Tribute to Therapeutic Riding and Hippotherapy

Humans and horses can form a special bond, some say due to “horse sense”. “Horse sense” is horses innate ability to sense the emotional and physical state of the rider, functioning as a living biofeedback machine.

So many people benefit from therapeutic riding. They include people with ADHD, Cerebral Palsy, Autism, Down Syndrome, Multiple Sclerosis, Brain Injuries, Learning Disabilities, Spina Bifida, Amputation, PTSD, and Cancer.

Therapeutic riding has broad benefits including:

Gross motor skills including balance, coordination, postural control, and motor planning: Horse riding increases core strength. When a rider is properly seated, the horse’s unique combined forward and side-to-side movement causes the rider to involuntarily use many more core muscles than they would when walking or sitting. Balance and coordination is increased in order to maintain an upright position on the saddle, keeping feet in the stirrups, properly holding reins, steering and posting the horse. Because the gait of a horse is similar to that of human, riding helps and improves natural movements of spine and pelvis. Additionally, the rider constantly has to adjust and react as the horse moves through its normal gait pattern. These skills are strengthened additionally by therapeutic exercises performed by the rider on the horse. The riders are able to improve these skills while enjoying time with their favorite horse.

Multi-Sensory Integration: Horse riding stimulates all the senses. Beyond visual, hearing, and smell, the vestibular balance system is strongly stimulated by the movement of the walking, trotting, and running horse. Touch is stimulated from petting the horse, feeling the saddle, holding the reins. The proprioceptive positioning system is stimulated from feet sitting in the stirrups as well as compressive forces through the spinal column as the rider sits in the saddle. Rhythmic movements can often be soothing for a rider with difficulties regulating their systems. As riders achieve increased levels of sensory integration, they are able to better understand where their bodies are in space, allowing them to achieve more directed movement patterns and improve gross motor skills.

Socialization: Riders bond with the horse during sessions as well as the integrated team including instructor/ therapist, volunteers and others in the therapy group. As sensory organization increases, speech often improves, as well as increased eye contact and association with the environment. Learning to control thousand or more pound horse, almost entirely through body language, leads to improved self-confidence, self-efficacy, communication, trust, perspective, assertiveness, and boundaries.

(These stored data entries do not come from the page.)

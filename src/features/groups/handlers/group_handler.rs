use std::sync::Arc;

use axum::{
    extract::{Query, State},
    http::StatusCode,
    Json,
};
use validator::Validate;

use crate::core::error::{AppError, Result};
use crate::core::extractor::AppJson;
use crate::features::auth::models::AuthenticatedUser;
use crate::features::groups::dtos::{
    AddUsersToGroupDto, CreateGroupDto, DeleteGroupQuery, GroupResponseDto, GroupsOfUserQuery,
    RemoveUserFromGroupQuery,
};
use crate::features::groups::services::GroupService;
use crate::shared::types::ApiResponse;

/// List every group
#[utoipa::path(
    get,
    path = "/api/groups/all",
    responses(
        (status = 200, description = "All groups", body = ApiResponse<Vec<GroupResponseDto>>),
    ),
    tag = "groups",
    security(("session_token" = []))
)]
pub async fn list_groups(
    State(service): State<Arc<GroupService>>,
) -> Result<Json<ApiResponse<Vec<GroupResponseDto>>>> {
    let groups = service.list_all().await?;
    Ok(Json(ApiResponse::success(Some(groups), None, None)))
}

/// List the groups a user belongs to
#[utoipa::path(
    get,
    path = "/api/groups/ofUser",
    params(GroupsOfUserQuery),
    responses(
        (status = 200, description = "Groups of the user", body = ApiResponse<Vec<GroupResponseDto>>),
        (status = 404, description = "User not found")
    ),
    tag = "groups",
    security(("session_token" = []))
)]
pub async fn groups_of_user(
    State(service): State<Arc<GroupService>>,
    Query(query): Query<GroupsOfUserQuery>,
) -> Result<Json<ApiResponse<Vec<GroupResponseDto>>>> {
    let groups = service.groups_of_user(&query.username).await?;
    Ok(Json(ApiResponse::success(Some(groups), None, None)))
}

/// Create a group
#[utoipa::path(
    post,
    path = "/api/groups/create",
    request_body = CreateGroupDto,
    responses(
        (status = 201, description = "Group created", body = ApiResponse<GroupResponseDto>),
        (status = 400, description = "Missing group name"),
        (status = 403, description = "Teachers-only group requested by a student"),
        (status = 409, description = "Group name already taken")
    ),
    tag = "groups",
    security(("session_token" = []))
)]
pub async fn create_group(
    user: AuthenticatedUser,
    State(service): State<Arc<GroupService>>,
    AppJson(dto): AppJson<CreateGroupDto>,
) -> Result<(StatusCode, Json<ApiResponse<GroupResponseDto>>)> {
    dto.validate()
        .map_err(|e| AppError::Validation(e.to_string()))?;

    let group = service.create(&user, dto).await?;

    Ok((
        StatusCode::CREATED,
        Json(ApiResponse::success(
            Some(group),
            Some("Group created".to_string()),
            None,
        )),
    ))
}

/// Delete a group (idempotent)
#[utoipa::path(
    delete,
    path = "/api/groups",
    params(DeleteGroupQuery),
    responses(
        (status = 200, description = "Group deleted (or did not exist)"),
    ),
    tag = "groups",
    security(("session_token" = []))
)]
pub async fn delete_group(
    State(service): State<Arc<GroupService>>,
    Query(query): Query<DeleteGroupQuery>,
) -> Result<Json<ApiResponse<()>>> {
    service.delete(query.id).await?;
    Ok(Json(ApiResponse::success(
        None,
        Some("Group deleted".to_string()),
        None,
    )))
}

/// Add users to a group by username
#[utoipa::path(
    post,
    path = "/api/groups/users-to-group",
    request_body = AddUsersToGroupDto,
    responses(
        (status = 200, description = "Users added to the group"),
        (status = 403, description = "Teachers-only membership violation"),
        (status = 404, description = "Group or user not found")
    ),
    tag = "groups",
    security(("session_token" = []))
)]
pub async fn add_users_to_group(
    State(service): State<Arc<GroupService>>,
    AppJson(dto): AppJson<AddUsersToGroupDto>,
) -> Result<Json<ApiResponse<()>>> {
    dto.validate()
        .map_err(|e| AppError::Validation(e.to_string()))?;

    service.add_users(dto).await?;

    Ok(Json(ApiResponse::success(
        None,
        Some("Users added to the group".to_string()),
        None,
    )))
}

/// Remove a user from a group (idempotent)
#[utoipa::path(
    delete,
    path = "/api/groups/users-from-group",
    params(RemoveUserFromGroupQuery),
    responses(
        (status = 204, description = "User removed from the group (or was not a member)"),
        (status = 404, description = "Group not found")
    ),
    tag = "groups",
    security(("session_token" = []))
)]
pub async fn remove_user_from_group(
    State(service): State<Arc<GroupService>>,
    Query(query): Query<RemoveUserFromGroupQuery>,
) -> Result<StatusCode> {
    service.remove_user(&query.group_name, query.user_id).await?;
    Ok(StatusCode::NO_CONTENT)
}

Executive function: Riders are often very motivated to attend the sessions, and increase time management, planning, mental flexibility, emotional control, sustained attention, and self-awareness skills.


For more intense or specific therapy, there is Hippotherapy. From the Greek word, hippos, meaning “horse”, we get the name for horse therapy, Hippotherapy. Hippotherapy is a form of integrated physical, occupational, cognitive, and speech therapy which uses horses to provide rhythmic, symmetric, multi-dimensional and directional movement that can be repeated consistently during a treatment session. The horse movement is continually modified to meet the rider’s changing needs. Riders as young as 2 years old, benefit.